═══ Data provided
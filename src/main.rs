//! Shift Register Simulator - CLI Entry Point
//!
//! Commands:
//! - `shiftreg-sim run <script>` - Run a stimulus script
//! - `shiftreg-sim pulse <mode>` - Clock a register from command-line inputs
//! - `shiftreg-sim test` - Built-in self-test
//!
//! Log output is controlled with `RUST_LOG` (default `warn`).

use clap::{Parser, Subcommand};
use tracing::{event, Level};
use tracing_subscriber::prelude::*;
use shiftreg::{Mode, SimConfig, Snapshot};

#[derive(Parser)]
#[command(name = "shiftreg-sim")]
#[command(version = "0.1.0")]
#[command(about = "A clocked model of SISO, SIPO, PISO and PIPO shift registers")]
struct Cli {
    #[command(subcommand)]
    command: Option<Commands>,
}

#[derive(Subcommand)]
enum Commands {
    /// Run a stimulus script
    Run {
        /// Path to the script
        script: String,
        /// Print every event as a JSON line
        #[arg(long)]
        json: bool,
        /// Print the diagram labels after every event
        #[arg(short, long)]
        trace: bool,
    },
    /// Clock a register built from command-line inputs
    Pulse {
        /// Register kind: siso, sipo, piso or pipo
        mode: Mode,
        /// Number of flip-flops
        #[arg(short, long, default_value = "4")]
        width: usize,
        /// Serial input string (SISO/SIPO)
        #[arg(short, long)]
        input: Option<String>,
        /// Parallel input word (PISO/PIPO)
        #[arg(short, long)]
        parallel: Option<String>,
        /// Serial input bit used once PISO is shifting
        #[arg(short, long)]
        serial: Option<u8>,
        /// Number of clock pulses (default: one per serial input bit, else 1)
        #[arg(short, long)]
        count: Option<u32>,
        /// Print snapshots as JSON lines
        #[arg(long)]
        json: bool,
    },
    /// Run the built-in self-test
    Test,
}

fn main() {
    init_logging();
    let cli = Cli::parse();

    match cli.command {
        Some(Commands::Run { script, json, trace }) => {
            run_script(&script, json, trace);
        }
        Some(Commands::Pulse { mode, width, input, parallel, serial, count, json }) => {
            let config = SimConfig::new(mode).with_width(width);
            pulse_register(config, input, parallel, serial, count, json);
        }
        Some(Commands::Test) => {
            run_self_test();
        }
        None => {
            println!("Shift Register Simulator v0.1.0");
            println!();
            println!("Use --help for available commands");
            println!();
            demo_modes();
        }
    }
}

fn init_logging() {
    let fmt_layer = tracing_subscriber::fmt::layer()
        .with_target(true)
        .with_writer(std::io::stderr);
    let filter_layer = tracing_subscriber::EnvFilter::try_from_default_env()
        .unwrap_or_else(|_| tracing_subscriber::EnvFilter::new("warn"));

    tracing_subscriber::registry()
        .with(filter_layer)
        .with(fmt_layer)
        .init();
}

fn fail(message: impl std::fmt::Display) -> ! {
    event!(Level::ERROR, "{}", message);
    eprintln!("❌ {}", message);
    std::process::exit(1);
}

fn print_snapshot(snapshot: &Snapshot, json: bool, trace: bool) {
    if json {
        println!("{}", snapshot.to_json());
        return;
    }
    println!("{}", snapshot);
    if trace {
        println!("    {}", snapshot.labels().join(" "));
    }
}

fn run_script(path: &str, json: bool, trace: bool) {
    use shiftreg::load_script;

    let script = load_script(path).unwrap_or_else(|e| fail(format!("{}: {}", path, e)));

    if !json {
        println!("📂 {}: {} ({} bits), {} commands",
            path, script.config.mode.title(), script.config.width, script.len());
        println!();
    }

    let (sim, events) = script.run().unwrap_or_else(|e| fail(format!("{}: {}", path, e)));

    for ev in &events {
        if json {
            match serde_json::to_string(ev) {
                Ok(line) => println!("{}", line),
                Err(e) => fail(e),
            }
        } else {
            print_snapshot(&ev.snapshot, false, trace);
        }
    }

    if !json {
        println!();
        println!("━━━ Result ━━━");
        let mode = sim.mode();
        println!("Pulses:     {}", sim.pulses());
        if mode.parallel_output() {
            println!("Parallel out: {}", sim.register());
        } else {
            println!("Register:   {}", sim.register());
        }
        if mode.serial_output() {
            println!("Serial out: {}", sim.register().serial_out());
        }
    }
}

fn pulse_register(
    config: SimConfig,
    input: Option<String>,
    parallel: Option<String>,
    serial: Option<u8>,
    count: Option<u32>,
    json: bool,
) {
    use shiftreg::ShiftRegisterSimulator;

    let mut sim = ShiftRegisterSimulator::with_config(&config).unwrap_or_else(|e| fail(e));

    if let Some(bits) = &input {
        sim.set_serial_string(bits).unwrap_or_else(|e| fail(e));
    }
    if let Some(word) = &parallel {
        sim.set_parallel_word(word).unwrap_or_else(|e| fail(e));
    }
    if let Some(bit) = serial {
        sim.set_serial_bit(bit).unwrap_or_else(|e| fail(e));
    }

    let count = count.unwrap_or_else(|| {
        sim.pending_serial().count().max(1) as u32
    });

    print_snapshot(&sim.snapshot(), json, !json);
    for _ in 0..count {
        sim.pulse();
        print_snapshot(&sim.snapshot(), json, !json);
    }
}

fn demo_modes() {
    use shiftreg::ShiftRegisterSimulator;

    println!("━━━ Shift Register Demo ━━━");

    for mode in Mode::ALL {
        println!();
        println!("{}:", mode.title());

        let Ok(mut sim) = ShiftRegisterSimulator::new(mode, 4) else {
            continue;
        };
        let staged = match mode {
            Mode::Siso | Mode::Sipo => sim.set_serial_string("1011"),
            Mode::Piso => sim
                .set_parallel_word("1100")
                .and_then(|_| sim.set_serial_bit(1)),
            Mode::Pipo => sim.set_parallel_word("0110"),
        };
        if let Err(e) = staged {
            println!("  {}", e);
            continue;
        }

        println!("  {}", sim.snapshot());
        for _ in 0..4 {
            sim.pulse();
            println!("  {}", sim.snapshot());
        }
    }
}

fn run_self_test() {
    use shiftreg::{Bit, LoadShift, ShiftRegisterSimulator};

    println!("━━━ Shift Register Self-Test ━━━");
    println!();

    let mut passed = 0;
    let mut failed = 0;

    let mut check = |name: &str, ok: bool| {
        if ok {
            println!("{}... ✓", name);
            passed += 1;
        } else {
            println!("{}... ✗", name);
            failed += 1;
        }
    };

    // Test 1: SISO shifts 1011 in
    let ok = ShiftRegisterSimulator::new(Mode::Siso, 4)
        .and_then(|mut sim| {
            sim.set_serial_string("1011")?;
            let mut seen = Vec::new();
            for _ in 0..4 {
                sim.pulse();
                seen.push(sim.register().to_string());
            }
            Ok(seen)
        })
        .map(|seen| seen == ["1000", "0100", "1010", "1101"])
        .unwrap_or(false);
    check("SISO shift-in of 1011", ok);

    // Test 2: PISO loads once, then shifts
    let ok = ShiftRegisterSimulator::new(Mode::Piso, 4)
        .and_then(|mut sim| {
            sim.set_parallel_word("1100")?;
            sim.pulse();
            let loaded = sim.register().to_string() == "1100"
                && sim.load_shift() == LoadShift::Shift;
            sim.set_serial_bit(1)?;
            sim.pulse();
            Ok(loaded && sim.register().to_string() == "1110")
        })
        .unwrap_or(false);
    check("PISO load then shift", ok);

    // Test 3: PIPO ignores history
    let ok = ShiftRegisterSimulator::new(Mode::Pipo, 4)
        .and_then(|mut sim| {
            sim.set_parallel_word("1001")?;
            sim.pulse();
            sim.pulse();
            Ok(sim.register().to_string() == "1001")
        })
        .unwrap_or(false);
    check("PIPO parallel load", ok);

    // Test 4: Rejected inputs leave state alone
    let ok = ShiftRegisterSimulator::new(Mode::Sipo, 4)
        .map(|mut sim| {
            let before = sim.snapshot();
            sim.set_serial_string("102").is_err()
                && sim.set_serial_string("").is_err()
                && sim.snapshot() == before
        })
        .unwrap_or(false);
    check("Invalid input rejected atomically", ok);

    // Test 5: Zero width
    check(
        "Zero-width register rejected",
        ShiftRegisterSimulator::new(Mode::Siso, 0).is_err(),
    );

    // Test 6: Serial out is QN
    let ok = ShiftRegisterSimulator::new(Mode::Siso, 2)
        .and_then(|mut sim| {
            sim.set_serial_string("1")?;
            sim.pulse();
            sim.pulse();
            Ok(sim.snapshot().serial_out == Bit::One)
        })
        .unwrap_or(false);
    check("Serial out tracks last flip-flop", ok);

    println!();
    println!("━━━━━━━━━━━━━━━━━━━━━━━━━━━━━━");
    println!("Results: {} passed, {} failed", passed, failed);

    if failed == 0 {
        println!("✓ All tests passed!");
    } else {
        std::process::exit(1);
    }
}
══════
§ **What the task asks**
Count every line above that holds the string "once" and give the total, nothing more.

§ **Answer to this problem**
2